In Massachusetts, according to The New York Times, the 199 members of the legislature have split three ways. About 40 support same-sex marriage, roughly 90 oppose same-sex marriage but approve of civil unions, and 60 to 70 conservatives reject both alternatives. Although the advocates of civil unions are still expected to prevail, they were initially unable to win enough support from either of the other sides to command a majority.
A similar division over civil unions among opponents of gay marriage is already evident in Congress. The amendment being proposed by conservatives reads: "Marriage in the United States shall consist only of the union of a man and a woman. Neither this Constitution nor the constitution of any State, nor state or federal law, shall be construed to require that marital status or the legal incidents thereof be conferred upon unmarried couples or groups."

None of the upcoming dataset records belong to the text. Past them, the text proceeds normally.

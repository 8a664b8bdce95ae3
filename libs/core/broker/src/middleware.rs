//! Middleware wrapped around handler invocation.
//!
//! A middleware receives the message and a [`Next`] pointing at the rest of the
//! chain. It may inspect or replace the message, inspect or replace the outcome,
//! or skip the rest of the chain entirely.
//!
//! ```text
//! Recover → user middleware (registration order) → HandlerRegistry → handler
//! ```

use crate::error::HandlerError;
use crate::handler::Handler;
use crate::message::Message;
use async_trait::async_trait;
use futures::FutureExt;
use std::any::Any;
use std::panic::AssertUnwindSafe;
use std::sync::Arc;
use std::time::{Duration, Instant};
use tracing::{debug, info_span, warn, Instrument};

/// The remainder of the chain below a middleware.
#[derive(Clone, Copy)]
pub struct Next<'a> {
    inner: &'a dyn Handler,
}

impl<'a> Next<'a> {
    pub fn new(inner: &'a dyn Handler) -> Self {
        Self { inner }
    }

    /// Invoke the next layer. Pass a modified copy to change what it sees.
    pub async fn run(self, message: &Message) -> Result<(), HandlerError> {
        self.inner.handle(message).await
    }
}

/// A layer around handler invocation.
#[async_trait]
pub trait Middleware: Send + Sync + 'static {
    async fn handle(&self, message: &Message, next: Next<'_>) -> Result<(), HandlerError>;
}

#[async_trait]
impl<M: Middleware + ?Sized> Middleware for Arc<M> {
    async fn handle(&self, message: &Message, next: Next<'_>) -> Result<(), HandlerError> {
        (**self).handle(message, next).await
    }
}

/// One middleware bound to the layer it wraps.
struct Layered {
    middleware: Arc<dyn Middleware>,
    inner: Arc<dyn Handler>,
}

#[async_trait]
impl Handler for Layered {
    async fn handle(&self, message: &Message) -> Result<(), HandlerError> {
        self.middleware
            .handle(message, Next::new(self.inner.as_ref()))
            .await
    }
}

/// Ordered list of middleware. The first one pushed is the outermost.
#[derive(Clone, Default)]
pub struct MiddlewareChain {
    layers: Vec<Arc<dyn Middleware>>,
}

impl MiddlewareChain {
    pub fn new() -> Self {
        Self::default()
    }

    pub fn push(&mut self, middleware: impl Middleware) {
        self.layers.push(Arc::new(middleware));
    }

    pub fn len(&self) -> usize {
        self.layers.len()
    }

    pub fn is_empty(&self) -> bool {
        self.layers.is_empty()
    }

    /// Compose the chain around `handler`. Can be called again after more pushes.
    pub fn build(&self, handler: Arc<dyn Handler>) -> Arc<dyn Handler> {
        self.layers.iter().rev().fold(handler, |inner, middleware| {
            Arc::new(Layered {
                middleware: middleware.clone(),
                inner,
            }) as Arc<dyn Handler>
        })
    }
}

/// Converts a panic anywhere below it into a retryable [`HandlerError::Panicked`].
///
/// The broker always installs this as the outermost layer.
#[derive(Debug, Clone, Copy, Default)]
pub struct Recover;

#[async_trait]
impl Middleware for Recover {
    async fn handle(&self, message: &Message, next: Next<'_>) -> Result<(), HandlerError> {
        match AssertUnwindSafe(next.run(message)).catch_unwind().await {
            Ok(outcome) => outcome,
            Err(panic) => {
                let reason = panic_message(panic.as_ref());
                warn!(
                    message_id = %message.id,
                    name = %message.name,
                    panic = %reason,
                    "Handler panicked"
                );
                Err(HandlerError::Panicked(reason))
            }
        }
    }
}

fn panic_message(panic: &(dyn Any + Send)) -> String {
    if let Some(s) = panic.downcast_ref::<&str>() {
        (*s).to_string()
    } else if let Some(s) = panic.downcast_ref::<String>() {
        s.clone()
    } else {
        "unknown panic payload".to_string()
    }
}

/// Runs each invocation inside a span and logs the cost and outcome.
#[derive(Debug, Clone, Copy, Default)]
pub struct Logging;

#[async_trait]
impl Middleware for Logging {
    async fn handle(&self, message: &Message, next: Next<'_>) -> Result<(), HandlerError> {
        let span = info_span!(
            "handle",
            message_id = %message.id,
            name = %message.name,
            attempt = message.reconsume_count + 1
        );

        async move {
            let start = Instant::now();
            let outcome = next.run(message).await;
            let cost_ms = start.elapsed().as_millis() as u64;

            match &outcome {
                Ok(()) => debug!(cost_ms, "Handled message"),
                Err(e) => warn!(cost_ms, error = %e, "Handler failed"),
            }
            outcome
        }
        .instrument(span)
        .await
    }
}

/// Fails an invocation that runs longer than the deadline.
///
/// The core imposes no deadline of its own; add this layer when handlers must be bounded.
/// The timed-out future is dropped, which cancels the handler at its next await point.
#[derive(Debug, Clone, Copy)]
pub struct Timeout {
    deadline: Duration,
}

impl Timeout {
    pub fn new(deadline: Duration) -> Self {
        Self { deadline }
    }
}

#[async_trait]
impl Middleware for Timeout {
    async fn handle(&self, message: &Message, next: Next<'_>) -> Result<(), HandlerError> {
        match tokio::time::timeout(self.deadline, next.run(message)).await {
            Ok(outcome) => outcome,
            Err(_) => Err(HandlerError::transient(format!(
                "handler timed out after {}ms",
                self.deadline.as_millis()
            ))),
        }
    }
}

#[cfg(test)]
mod tests {
    use super::*;
    use crate::handler::handler_fn;
    use std::sync::Mutex;

    /// Records entry and exit around the next layer.
    struct Trace {
        label: &'static str,
        log: Arc<Mutex<Vec<String>>>,
    }

    #[async_trait]
    impl Middleware for Trace {
        async fn handle(&self, message: &Message, next: Next<'_>) -> Result<(), HandlerError> {
            self.log.lock().unwrap().push(format!("{}:before", self.label));
            let outcome = next.run(message).await;
            self.log.lock().unwrap().push(format!("{}:after", self.label));
            outcome
        }
    }

    /// Never calls the next layer.
    struct Reject;

    #[async_trait]
    impl Middleware for Reject {
        async fn handle(&self, _message: &Message, _next: Next<'_>) -> Result<(), HandlerError> {
            Err(HandlerError::permanent("rejected"))
        }
    }

    fn recording_handler(log: Arc<Mutex<Vec<String>>>) -> Arc<dyn Handler> {
        Arc::new(handler_fn(move |_msg: Message| {
            let log = log.clone();
            async move {
                log.lock().unwrap().push("handler".to_string());
                Ok(())
            }
        }))
    }

    #[tokio::test]
    async fn test_chain_runs_in_registration_order() {
        let log = Arc::new(Mutex::new(Vec::new()));
        let mut chain = MiddlewareChain::new();
        chain.push(Trace { label: "a", log: log.clone() });
        chain.push(Trace { label: "b", log: log.clone() });

        let pipeline = chain.build(recording_handler(log.clone()));
        pipeline.handle(&Message::new("n", Vec::new())).await.unwrap();

        assert_eq!(
            *log.lock().unwrap(),
            vec!["a:before", "b:before", "handler", "b:after", "a:after"]
        );
    }

    #[tokio::test]
    async fn test_short_circuit_skips_handler() {
        let log = Arc::new(Mutex::new(Vec::new()));
        let mut chain = MiddlewareChain::new();
        chain.push(Reject);

        let pipeline = chain.build(recording_handler(log.clone()));
        let err = pipeline.handle(&Message::new("n", Vec::new())).await.unwrap_err();

        assert_eq!(err, HandlerError::permanent("rejected"));
        assert!(log.lock().unwrap().is_empty());
    }

    #[tokio::test]
    async fn test_recover_converts_panic() {
        let mut chain = MiddlewareChain::new();
        chain.push(Recover);

        let pipeline = chain.build(Arc::new(handler_fn(|msg: Message| async move {
            if msg.name == "n" {
                panic!("handler defect");
            }
            Ok(())
        })));

        let err = pipeline.handle(&Message::new("n", Vec::new())).await.unwrap_err();
        assert_eq!(err, HandlerError::Panicked("handler defect".into()));
        assert!(err.is_retryable());
    }

    #[tokio::test]
    async fn test_timeout_fails_slow_handler() {
        let mut chain = MiddlewareChain::new();
        chain.push(Timeout::new(Duration::from_millis(20)));

        let pipeline = chain.build(Arc::new(handler_fn(|_msg: Message| async move {
            tokio::time::sleep(Duration::from_millis(500)).await;
            Ok(())
        })));

        let err = pipeline.handle(&Message::new("n", Vec::new())).await.unwrap_err();
        assert!(err.is_retryable());
        assert!(err.to_string().contains("timed out"));
    }

    #[tokio::test]
    async fn test_empty_chain_is_the_handler() {
        let log = Arc::new(Mutex::new(Vec::new()));
        let chain = MiddlewareChain::new();
        assert!(chain.is_empty());

        chain
            .build(recording_handler(log.clone()))
            .handle(&Message::new("n", Vec::new()))
            .await
            .unwrap();

        assert_eq!(*log.lock().unwrap(), vec!["handler"]);
    }
}
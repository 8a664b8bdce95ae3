//! Bee Worker - Entry Point
//!
//! `bee-worker work` runs the broker until Ctrl-C.
//! `bee-worker send <name> <payload> [--delay-ms N]` publishes one message.

use bee_worker::AppConfig;
use clap::{Parser, Subcommand};
use core_config::FromEnv;
use eyre::{Result, WrapErr};
use std::time::Duration;

#[derive(Parser)]
#[command(name = "bee-worker")]
#[command(about = "Run broker workers or publish messages over Redis Streams")]
struct Cli {
    #[command(subcommand)]
    command: Commands,
}

#[derive(Subcommand)]
enum Commands {
    /// Run the worker loops until interrupted
    Work,

    /// Publish a single message
    Send {
        /// Handler name (print, sleep, counter, error, delay)
        name: String,

        /// Payload; sent as JSON if it parses, otherwise as a JSON string
        payload: String,

        /// Deliver no earlier than this many milliseconds from now
        #[arg(short, long, default_value_t = 0)]
        delay_ms: u64,
    },
}

#[tokio::main]
async fn main() -> Result<()> {
    let cli = Cli::parse();
    bee_worker::init();

    let config = AppConfig::from_env().wrap_err("Failed to load configuration")?;

    match cli.command {
        Commands::Work => bee_worker::work(config).await,
        Commands::Send {
            name,
            payload,
            delay_ms,
        } => bee_worker::send(config, &name, &payload, Duration::from_millis(delay_ms)).await,
    }
}
//! Delay scheduling
//!
//! Normalizes "deliver at time T" across transports. The strategy is resolved once
//! from the transport's [`DelayMode`] when the scheduler is built:
//!
//! - **Native**: the backend defers visibility itself, the scheduler only computes
//!   the target time and passes it through.
//! - **Emulated**: the adapter parks the message in a holding structure and
//!   re-publishes it when due. Requires an explicit opt-in on the adapter.
//! - **Unsupported**: delayed sends fail with `TransportError::Unsupported`.

use crate::error::{BrokerError, TransportError};
use crate::message::Message;
use crate::transport::Transport;
use chrono::{DateTime, Utc};
use std::time::Duration;
use tracing::debug;

/// How a transport implements delayed delivery.
#[derive(Debug, Clone, Copy, PartialEq, Eq)]
pub enum DelayMode {
    Native,
    Emulated,
    Unsupported,
}

impl DelayMode {
    pub fn mechanism(&self) -> Option<DelayMechanism> {
        match self {
            DelayMode::Native => Some(DelayMechanism::Native),
            DelayMode::Emulated => Some(DelayMechanism::Emulated),
            DelayMode::Unsupported => None,
        }
    }
}

/// Mechanism used for one delayed message.
#[derive(Debug, Clone, Copy, PartialEq, Eq)]
pub enum DelayMechanism {
    Native,
    Emulated,
}

impl DelayMechanism {
    pub fn as_str(&self) -> &'static str {
        match self {
            DelayMechanism::Native => "native",
            DelayMechanism::Emulated => "emulated",
        }
    }
}

/// When and how a delayed message will become visible.
#[derive(Debug, Clone, Copy, PartialEq, Eq)]
pub struct DelayDescriptor {
    /// Never earlier than the message's `enqueued_at`.
    pub target_time: DateTime<Utc>,
    pub mechanism: DelayMechanism,
}

#[derive(Debug, Clone, Copy)]
pub struct DelayScheduler {
    mode: DelayMode,
}

impl DelayScheduler {
    pub fn new(mode: DelayMode) -> Self {
        Self { mode }
    }

    pub fn for_transport(transport: &dyn Transport) -> Self {
        Self::new(transport.delay_mode())
    }

    pub fn mode(&self) -> DelayMode {
        self.mode
    }

    /// Work out the target time for `message` sent now with `delay`.
    ///
    /// Returns `None` for a zero delay, which is an ordinary publish.
    pub fn plan(
        &self,
        message: &Message,
        delay: Duration,
    ) -> Result<Option<DelayDescriptor>, BrokerError> {
        if delay.is_zero() {
            return Ok(None);
        }

        let mechanism = self
            .mode
            .mechanism()
            .ok_or(TransportError::Unsupported("delayed delivery"))?;

        let offset = chrono::Duration::from_std(delay)
            .map_err(|e| BrokerError::InvalidDelay(format!("{delay:?}: {e}")))?;
        let target_time = Utc::now()
            .checked_add_signed(offset)
            .ok_or_else(|| BrokerError::InvalidDelay(format!("{delay:?} overflows the clock")))?
            .max(message.enqueued_at);

        Ok(Some(DelayDescriptor {
            target_time,
            mechanism,
        }))
    }

    /// Publish `message` so that it is not handled before `now + delay`.
    pub async fn schedule(
        &self,
        transport: &dyn Transport,
        mut message: Message,
        delay: Duration,
    ) -> Result<Option<DelayDescriptor>, BrokerError> {
        let Some(descriptor) = self.plan(&message, delay)? else {
            transport.publish(&message).await?;
            return Ok(None);
        };

        message.deliver_at = Some(descriptor.target_time);
        transport
            .publish_delayed(&message, descriptor.target_time)
            .await?;

        debug!(
            message_id = %message.id,
            name = %message.name,
            target_time = %descriptor.target_time,
            mechanism = descriptor.mechanism.as_str(),
            "Scheduled delayed message"
        );

        Ok(Some(descriptor))
    }
}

The chief sponsor of the amendment, Republican Representative Marilyn Musgrave of Colorado, insists that it would not prevent states from authorizing civil unions. But some of the legal scholars involved in formulating the amendment say the contrary, and there is no mistaking that after defining marriage as exclusively heterosexual, the amendment says that state as well as federal law cannot confer the "legal incidents" of marriage upon unmarried couples.
As a result, the Musgrave amendment seems unlikely to win support from advocates of civil unions. But an amendment clearly permitting civil unions may be unable to win support from conservatives.
So are we safe from a constitutional amendment banning gay marriage? I don't think so. Here's a scenario for its adoption: This spring, before any amendment to the state constitution can be adopted, Massachusetts begins performing same-sex marriages. A couple then attempts to get another state to accept its Massachusetts marriage license as legally enforceable. The state refuses on the basis of the federal Defense of Marriage Act, and the case goes to the U.S. Supreme Court.
If the Supreme Court upholds the state's position, that would quiet demands for a constitutional amendment. But a decision overturning the Defense of Marriage Act under the full-faith-and-credit clause of the Constitution might well generate sufficient momentum for passage of an amendment, most likely one that accepted civil unions but banned same-sex marriages. In order to get any limitation on same-sex marriage, conservatives would be forced into concessions they're not yet prepared to make.
One of several problems with such a constitutional amendment is that it would freeze in place contemporary understandings for future generations at a time when attitudes toward same-sex relationships are continuing to evolve. The same public-opinion polls that show majorities opposed to same-sex marriage indicate that young people accept the idea. Most likely, once American society became comfortable with civil unions, objections to same-sex marriage would decline.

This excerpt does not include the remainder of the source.